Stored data
*** Block opens ***
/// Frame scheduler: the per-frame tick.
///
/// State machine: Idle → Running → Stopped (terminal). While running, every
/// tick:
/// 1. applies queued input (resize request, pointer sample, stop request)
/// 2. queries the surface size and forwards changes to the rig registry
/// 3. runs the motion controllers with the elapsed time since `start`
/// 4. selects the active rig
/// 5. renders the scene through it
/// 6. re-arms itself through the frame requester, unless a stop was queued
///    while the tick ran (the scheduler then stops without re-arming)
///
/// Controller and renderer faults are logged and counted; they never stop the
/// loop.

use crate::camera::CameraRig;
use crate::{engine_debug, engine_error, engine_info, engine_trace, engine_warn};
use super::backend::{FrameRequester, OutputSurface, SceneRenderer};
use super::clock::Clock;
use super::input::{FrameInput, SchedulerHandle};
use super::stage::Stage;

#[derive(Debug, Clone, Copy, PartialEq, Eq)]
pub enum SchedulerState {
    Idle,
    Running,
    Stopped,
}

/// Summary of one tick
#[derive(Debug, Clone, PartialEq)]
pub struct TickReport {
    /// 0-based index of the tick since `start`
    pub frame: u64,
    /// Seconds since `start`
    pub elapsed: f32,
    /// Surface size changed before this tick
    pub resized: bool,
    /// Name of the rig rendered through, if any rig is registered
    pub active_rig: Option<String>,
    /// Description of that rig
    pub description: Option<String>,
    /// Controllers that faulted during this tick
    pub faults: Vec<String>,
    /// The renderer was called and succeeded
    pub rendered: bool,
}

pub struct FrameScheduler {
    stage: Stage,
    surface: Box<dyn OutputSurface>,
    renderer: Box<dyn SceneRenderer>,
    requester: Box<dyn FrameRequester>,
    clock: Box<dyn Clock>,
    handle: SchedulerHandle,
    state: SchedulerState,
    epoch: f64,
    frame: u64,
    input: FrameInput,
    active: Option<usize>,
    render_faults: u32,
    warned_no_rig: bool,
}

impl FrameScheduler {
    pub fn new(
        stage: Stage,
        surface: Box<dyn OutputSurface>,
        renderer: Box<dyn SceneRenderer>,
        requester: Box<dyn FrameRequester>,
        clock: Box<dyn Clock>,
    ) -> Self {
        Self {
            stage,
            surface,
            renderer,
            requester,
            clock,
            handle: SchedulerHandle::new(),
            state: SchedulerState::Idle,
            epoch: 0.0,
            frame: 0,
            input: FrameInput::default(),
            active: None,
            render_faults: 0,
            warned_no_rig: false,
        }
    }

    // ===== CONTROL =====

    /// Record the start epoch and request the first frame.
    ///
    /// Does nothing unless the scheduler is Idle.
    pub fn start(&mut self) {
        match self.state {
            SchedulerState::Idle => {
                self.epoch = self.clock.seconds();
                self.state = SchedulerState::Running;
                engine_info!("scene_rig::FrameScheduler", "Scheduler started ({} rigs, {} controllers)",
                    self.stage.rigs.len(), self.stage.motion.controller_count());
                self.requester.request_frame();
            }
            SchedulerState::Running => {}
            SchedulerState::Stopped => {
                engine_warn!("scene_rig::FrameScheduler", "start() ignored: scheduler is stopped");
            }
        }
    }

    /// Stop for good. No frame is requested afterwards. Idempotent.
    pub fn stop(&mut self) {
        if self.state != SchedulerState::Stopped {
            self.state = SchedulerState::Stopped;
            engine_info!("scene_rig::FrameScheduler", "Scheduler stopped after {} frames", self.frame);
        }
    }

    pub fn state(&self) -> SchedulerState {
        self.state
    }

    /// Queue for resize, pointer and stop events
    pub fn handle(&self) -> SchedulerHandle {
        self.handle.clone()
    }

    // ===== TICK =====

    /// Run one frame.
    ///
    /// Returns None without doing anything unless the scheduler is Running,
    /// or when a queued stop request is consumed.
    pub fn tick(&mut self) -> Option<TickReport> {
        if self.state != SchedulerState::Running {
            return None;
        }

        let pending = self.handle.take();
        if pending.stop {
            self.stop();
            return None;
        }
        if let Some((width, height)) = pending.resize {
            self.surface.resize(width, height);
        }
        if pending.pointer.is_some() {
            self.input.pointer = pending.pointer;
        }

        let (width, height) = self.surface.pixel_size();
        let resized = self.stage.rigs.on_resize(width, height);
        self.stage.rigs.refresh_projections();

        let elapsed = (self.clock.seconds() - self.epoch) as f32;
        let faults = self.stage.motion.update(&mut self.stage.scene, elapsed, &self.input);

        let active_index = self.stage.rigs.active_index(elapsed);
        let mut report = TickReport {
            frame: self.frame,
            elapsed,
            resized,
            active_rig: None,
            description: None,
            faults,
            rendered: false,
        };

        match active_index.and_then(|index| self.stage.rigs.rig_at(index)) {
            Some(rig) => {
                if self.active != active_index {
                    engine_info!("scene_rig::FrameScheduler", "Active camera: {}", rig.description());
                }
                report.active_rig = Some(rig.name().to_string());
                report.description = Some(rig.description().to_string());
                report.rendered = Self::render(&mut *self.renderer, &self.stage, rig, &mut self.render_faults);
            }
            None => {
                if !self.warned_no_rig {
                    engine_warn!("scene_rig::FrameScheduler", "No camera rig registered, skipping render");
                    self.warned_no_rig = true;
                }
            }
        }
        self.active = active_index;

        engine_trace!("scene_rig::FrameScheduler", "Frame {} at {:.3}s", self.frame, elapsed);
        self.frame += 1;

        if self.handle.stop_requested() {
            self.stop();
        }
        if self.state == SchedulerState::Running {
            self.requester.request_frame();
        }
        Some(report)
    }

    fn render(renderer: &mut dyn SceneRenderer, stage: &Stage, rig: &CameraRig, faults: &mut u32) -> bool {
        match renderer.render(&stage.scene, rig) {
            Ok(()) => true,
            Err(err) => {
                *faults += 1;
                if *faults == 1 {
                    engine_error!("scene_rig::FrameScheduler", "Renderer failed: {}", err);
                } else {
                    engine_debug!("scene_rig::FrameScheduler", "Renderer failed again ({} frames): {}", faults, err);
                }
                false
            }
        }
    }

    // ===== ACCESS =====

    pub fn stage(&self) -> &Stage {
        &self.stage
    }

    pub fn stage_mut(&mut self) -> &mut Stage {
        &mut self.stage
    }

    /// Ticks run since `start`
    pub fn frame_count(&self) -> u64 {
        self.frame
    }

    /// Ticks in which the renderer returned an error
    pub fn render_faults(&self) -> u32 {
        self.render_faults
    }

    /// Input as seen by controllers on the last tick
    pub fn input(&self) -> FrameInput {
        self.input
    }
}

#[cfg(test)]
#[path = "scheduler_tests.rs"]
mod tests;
*** Block closes ***
*** Block opens ***
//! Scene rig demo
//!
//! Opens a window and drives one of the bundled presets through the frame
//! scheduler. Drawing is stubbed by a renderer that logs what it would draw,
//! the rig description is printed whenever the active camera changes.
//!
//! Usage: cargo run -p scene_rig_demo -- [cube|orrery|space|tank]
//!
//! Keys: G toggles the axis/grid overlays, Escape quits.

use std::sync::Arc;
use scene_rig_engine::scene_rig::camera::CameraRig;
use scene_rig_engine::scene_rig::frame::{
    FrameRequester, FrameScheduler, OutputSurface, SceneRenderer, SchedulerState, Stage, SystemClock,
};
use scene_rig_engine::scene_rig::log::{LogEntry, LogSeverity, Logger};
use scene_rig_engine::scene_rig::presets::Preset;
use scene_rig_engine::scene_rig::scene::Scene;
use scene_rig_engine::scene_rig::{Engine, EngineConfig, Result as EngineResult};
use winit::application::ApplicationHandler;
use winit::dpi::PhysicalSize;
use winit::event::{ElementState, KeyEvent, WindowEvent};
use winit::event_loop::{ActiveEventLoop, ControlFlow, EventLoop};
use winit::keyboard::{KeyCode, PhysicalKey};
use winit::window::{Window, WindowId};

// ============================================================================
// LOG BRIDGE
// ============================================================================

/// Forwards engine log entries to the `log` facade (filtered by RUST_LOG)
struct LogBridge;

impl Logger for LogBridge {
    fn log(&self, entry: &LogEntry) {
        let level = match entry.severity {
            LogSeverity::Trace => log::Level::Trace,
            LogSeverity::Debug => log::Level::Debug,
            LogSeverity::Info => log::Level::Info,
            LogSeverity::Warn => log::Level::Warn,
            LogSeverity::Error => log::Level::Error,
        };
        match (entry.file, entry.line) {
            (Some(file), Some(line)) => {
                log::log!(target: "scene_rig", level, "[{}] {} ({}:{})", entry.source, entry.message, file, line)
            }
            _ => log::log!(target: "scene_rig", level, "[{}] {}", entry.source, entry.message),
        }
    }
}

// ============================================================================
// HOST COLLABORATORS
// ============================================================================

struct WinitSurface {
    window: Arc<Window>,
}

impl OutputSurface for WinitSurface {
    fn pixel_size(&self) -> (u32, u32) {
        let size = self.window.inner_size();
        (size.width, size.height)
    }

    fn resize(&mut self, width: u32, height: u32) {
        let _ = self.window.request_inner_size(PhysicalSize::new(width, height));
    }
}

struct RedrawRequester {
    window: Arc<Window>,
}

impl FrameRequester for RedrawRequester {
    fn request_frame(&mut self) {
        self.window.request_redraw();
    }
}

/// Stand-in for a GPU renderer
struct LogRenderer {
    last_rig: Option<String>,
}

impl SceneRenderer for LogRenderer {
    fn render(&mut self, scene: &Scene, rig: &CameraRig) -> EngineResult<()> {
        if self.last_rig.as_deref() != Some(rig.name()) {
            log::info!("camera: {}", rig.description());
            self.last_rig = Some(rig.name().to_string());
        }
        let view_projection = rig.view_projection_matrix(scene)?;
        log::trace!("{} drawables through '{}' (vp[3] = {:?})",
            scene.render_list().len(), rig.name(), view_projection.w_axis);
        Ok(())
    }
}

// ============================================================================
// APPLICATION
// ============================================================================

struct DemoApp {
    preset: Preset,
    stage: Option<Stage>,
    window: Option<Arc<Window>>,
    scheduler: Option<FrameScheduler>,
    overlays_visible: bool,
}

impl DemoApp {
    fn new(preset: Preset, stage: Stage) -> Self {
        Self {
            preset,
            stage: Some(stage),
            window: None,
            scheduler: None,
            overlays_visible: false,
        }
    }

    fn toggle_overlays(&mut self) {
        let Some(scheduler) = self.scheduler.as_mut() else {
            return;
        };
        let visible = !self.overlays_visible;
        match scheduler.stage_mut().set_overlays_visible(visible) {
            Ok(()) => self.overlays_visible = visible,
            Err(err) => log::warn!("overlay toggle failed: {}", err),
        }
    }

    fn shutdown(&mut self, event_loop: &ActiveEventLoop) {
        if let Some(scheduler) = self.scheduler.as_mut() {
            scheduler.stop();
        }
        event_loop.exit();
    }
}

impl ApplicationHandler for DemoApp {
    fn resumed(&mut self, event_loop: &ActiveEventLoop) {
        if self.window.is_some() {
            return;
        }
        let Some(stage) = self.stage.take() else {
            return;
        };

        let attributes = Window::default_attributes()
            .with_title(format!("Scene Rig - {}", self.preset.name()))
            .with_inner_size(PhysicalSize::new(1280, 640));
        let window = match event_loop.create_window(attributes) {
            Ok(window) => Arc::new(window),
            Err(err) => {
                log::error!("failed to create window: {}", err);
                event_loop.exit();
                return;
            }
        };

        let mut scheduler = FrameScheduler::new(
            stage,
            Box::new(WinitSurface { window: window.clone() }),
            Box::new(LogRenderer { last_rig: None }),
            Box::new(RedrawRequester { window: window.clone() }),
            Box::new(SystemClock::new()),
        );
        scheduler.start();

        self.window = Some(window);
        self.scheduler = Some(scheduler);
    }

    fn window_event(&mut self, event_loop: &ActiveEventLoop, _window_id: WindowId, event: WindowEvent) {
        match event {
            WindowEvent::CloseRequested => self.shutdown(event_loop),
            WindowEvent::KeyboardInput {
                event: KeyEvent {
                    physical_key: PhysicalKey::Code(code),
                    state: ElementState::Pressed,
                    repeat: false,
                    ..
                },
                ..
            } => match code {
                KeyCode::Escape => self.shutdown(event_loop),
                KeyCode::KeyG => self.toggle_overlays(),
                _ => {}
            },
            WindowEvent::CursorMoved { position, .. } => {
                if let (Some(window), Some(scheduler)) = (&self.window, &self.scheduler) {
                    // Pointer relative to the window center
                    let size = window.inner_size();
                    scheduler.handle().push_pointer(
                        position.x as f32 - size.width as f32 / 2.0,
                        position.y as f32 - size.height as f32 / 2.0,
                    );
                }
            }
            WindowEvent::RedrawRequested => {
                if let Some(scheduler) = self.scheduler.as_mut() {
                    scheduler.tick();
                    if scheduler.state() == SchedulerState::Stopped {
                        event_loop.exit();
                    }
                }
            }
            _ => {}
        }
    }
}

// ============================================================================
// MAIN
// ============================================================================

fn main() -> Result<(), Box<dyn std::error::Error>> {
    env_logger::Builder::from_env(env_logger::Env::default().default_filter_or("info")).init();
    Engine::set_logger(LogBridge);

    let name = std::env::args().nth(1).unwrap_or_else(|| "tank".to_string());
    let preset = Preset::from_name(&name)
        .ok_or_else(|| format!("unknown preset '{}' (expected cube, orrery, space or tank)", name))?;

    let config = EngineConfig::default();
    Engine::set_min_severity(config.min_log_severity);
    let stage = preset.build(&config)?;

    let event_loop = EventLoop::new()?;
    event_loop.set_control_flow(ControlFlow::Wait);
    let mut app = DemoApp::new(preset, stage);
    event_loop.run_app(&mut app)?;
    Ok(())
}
*** Block closes ***
*** Block opens ***
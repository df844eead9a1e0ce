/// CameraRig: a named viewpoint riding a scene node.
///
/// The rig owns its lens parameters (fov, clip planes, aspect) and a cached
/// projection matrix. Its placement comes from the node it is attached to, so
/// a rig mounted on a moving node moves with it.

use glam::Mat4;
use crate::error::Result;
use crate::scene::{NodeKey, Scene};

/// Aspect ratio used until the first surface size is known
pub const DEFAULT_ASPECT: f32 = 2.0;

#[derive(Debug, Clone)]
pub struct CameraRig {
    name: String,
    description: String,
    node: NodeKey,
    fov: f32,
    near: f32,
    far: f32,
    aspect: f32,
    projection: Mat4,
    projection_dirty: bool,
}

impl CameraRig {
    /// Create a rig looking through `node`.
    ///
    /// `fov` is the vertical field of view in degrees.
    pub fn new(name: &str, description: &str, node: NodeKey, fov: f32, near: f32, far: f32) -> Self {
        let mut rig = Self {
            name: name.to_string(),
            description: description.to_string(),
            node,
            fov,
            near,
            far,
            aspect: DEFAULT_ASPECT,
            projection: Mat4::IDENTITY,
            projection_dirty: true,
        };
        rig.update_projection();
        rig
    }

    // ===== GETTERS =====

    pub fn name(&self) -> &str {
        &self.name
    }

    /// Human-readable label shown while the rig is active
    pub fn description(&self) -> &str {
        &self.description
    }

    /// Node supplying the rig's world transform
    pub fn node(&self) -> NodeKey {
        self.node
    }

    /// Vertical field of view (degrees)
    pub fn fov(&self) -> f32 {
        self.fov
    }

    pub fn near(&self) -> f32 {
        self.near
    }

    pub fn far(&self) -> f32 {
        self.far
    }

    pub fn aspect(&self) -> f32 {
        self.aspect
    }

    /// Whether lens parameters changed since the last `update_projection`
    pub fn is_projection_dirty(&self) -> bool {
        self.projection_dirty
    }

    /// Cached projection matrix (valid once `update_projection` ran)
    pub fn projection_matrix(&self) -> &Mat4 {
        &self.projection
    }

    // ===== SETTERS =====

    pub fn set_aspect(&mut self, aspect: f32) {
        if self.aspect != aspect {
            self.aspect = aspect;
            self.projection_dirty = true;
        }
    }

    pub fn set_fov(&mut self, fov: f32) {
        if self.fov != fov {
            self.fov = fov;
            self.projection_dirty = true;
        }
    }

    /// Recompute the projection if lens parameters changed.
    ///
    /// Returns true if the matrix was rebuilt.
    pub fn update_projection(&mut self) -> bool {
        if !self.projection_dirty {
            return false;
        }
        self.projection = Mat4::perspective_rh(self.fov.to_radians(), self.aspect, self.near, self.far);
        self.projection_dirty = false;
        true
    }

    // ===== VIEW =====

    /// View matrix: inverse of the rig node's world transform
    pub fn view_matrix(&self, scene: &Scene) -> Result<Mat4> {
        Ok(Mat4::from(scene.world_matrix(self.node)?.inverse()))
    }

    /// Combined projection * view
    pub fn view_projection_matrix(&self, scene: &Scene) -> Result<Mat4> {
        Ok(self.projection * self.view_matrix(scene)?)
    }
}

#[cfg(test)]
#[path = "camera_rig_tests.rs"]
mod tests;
*** Block closes ***
**Aim of the task:**
One figure is all that is needed: the number of lines above in which the word "target" appears.

**Answer box:**
2